### DATA FOR REVIEW
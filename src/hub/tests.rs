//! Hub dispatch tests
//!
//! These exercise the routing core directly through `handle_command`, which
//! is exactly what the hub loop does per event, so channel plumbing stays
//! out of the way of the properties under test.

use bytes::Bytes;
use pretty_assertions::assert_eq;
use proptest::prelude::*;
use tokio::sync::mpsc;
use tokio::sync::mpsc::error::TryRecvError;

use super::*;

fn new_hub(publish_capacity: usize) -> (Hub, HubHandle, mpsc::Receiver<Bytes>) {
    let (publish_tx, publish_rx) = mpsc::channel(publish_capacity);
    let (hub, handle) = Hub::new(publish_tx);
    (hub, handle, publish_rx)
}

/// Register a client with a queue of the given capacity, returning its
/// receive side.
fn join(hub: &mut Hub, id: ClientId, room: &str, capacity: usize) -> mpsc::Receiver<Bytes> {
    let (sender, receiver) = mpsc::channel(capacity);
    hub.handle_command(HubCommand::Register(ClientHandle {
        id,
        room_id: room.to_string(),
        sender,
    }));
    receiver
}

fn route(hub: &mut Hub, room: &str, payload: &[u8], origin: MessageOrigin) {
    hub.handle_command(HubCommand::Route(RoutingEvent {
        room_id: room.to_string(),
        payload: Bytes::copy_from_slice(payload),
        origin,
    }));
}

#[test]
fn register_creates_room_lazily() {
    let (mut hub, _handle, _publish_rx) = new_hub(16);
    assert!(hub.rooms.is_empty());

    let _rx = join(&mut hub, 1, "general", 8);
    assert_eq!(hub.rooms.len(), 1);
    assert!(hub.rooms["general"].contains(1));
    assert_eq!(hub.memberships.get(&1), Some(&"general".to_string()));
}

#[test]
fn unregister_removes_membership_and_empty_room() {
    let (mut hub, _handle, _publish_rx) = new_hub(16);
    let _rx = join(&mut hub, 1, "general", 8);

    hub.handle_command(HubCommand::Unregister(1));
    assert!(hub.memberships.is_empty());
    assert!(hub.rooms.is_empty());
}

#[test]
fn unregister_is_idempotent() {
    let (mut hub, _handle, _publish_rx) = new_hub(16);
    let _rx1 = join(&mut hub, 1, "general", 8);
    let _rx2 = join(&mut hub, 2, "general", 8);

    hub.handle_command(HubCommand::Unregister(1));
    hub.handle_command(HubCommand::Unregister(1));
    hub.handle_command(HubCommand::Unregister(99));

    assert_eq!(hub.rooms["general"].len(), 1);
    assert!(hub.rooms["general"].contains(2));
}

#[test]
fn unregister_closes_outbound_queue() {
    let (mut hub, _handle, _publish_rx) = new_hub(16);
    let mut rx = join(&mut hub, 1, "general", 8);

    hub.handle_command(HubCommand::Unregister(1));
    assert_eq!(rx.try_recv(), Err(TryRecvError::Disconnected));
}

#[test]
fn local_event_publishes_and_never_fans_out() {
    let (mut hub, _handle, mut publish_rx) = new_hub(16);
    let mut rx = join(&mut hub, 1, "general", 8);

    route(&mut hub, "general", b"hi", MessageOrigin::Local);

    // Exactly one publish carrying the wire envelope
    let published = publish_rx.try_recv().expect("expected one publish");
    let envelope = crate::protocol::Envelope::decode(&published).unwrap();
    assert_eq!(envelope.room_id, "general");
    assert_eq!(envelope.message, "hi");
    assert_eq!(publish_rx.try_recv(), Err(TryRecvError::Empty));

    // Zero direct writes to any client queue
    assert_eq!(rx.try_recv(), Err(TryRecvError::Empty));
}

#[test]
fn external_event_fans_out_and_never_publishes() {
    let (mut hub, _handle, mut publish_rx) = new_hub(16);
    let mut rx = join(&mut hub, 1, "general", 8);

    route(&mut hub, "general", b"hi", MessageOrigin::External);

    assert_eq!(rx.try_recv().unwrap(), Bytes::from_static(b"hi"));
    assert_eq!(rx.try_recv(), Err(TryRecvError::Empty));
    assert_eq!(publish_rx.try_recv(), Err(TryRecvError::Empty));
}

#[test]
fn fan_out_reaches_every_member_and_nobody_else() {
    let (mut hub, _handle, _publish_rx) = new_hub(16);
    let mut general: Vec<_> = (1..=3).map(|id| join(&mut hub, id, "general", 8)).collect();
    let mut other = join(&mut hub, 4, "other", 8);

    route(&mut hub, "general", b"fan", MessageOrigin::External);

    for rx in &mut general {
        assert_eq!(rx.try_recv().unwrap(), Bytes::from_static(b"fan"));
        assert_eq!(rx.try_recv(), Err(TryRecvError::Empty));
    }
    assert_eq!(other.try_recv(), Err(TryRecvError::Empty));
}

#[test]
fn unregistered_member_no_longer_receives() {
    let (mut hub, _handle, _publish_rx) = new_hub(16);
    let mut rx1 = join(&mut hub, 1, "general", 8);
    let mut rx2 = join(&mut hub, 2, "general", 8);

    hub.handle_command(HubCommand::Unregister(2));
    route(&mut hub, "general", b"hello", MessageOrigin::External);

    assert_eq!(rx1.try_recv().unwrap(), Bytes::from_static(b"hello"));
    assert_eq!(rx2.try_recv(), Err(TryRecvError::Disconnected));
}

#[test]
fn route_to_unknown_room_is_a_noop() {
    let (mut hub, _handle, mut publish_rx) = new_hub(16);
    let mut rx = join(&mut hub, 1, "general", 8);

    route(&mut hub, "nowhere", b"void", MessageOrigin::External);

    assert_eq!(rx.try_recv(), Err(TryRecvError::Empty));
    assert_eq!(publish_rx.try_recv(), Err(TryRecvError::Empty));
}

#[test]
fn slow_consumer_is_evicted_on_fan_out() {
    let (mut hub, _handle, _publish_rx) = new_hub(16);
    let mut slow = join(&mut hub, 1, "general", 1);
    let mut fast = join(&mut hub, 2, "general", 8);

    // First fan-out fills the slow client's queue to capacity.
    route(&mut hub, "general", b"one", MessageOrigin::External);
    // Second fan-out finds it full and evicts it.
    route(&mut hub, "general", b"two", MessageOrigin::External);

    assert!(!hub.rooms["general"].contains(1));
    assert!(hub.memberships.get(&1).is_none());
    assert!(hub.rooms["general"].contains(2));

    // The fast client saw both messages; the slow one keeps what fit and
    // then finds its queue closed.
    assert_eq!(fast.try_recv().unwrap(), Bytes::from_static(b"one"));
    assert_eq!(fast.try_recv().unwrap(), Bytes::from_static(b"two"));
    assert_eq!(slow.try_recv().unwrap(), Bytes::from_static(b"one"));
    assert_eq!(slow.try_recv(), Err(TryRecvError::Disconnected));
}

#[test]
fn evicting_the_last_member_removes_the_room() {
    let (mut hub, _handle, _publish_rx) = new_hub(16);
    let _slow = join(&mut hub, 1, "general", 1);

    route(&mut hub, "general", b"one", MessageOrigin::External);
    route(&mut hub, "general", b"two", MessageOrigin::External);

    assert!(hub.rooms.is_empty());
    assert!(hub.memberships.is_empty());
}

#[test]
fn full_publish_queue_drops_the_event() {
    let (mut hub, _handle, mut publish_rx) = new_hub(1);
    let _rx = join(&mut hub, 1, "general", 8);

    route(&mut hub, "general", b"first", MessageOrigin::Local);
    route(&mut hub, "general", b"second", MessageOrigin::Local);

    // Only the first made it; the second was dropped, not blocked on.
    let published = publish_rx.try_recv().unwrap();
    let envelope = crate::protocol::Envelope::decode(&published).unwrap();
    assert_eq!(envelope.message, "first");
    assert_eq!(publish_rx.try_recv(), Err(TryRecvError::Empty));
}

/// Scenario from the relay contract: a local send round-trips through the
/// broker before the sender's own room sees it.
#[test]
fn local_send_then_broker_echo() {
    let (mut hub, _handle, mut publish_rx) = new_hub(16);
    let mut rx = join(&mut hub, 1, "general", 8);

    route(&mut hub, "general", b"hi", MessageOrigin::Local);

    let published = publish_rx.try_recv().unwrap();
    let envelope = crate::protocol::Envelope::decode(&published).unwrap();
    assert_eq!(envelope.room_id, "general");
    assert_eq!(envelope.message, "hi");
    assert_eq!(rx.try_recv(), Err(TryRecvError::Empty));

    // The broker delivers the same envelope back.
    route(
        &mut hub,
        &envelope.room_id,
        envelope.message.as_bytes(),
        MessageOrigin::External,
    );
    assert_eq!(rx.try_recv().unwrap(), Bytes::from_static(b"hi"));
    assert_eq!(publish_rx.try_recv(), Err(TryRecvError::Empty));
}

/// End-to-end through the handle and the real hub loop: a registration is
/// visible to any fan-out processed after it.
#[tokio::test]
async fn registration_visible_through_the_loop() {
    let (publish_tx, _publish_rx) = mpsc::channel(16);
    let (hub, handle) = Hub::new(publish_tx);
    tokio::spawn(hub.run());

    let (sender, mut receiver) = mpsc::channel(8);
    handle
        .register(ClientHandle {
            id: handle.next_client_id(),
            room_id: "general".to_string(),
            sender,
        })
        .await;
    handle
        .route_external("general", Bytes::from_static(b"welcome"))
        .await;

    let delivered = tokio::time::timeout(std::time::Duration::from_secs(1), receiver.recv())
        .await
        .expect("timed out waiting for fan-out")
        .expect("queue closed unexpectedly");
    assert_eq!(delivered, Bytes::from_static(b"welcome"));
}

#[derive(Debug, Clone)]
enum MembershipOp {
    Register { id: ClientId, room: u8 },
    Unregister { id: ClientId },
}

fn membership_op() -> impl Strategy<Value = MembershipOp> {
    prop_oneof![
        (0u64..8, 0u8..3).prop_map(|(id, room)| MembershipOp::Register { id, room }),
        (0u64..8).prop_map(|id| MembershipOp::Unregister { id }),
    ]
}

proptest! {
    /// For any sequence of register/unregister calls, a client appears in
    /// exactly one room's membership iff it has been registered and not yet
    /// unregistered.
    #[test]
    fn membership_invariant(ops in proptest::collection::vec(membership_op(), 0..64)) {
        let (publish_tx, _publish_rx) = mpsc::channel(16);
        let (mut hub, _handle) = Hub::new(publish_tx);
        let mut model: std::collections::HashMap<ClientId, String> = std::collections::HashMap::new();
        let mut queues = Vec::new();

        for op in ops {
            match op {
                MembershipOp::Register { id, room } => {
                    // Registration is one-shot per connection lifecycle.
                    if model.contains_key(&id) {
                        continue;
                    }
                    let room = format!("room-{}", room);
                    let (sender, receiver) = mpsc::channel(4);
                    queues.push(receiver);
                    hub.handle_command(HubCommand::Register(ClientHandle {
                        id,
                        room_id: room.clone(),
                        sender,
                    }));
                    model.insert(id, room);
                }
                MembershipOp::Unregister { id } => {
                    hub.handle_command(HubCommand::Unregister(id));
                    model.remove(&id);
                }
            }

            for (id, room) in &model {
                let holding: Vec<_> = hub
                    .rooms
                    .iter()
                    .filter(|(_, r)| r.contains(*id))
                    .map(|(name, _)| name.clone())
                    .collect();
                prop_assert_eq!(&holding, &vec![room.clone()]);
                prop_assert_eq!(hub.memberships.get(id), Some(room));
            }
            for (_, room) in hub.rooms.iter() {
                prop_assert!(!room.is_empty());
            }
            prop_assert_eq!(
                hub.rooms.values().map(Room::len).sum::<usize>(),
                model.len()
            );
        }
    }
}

### TASK DESCRIPTION
Would you please repeat, exactly as written, the lines from the one containing "queues.push(receiver);" through the end of the listing above, including both, and only those?

### REPLY
                    queues.push(receiver);
                    hub.handle_command(HubCommand::Register(ClientHandle {
                        id,
                        room_id: room.clone(),
                        sender,
                    }));
                    model.insert(id, room);
                }
                MembershipOp::Unregister { id } => {
                    hub.handle_command(HubCommand::Unregister(id));
                    model.remove(&id);
                }
            }

            for (id, room) in &model {
                let holding: Vec<_> = hub
                    .rooms
                    .iter()
                    .filter(|(_, r)| r.contains(*id))
                    .map(|(name, _)| name.clone())
                    .collect();
                prop_assert_eq!(&holding, &vec![room.clone()]);
                prop_assert_eq!(hub.memberships.get(id), Some(room));
            }
            for (_, room) in hub.rooms.iter() {
                prop_assert!(!room.is_empty());
            }
            prop_assert_eq!(
                hub.rooms.values().map(Room::len).sum::<usize>(),
                model.len()
            );
        }
    }
}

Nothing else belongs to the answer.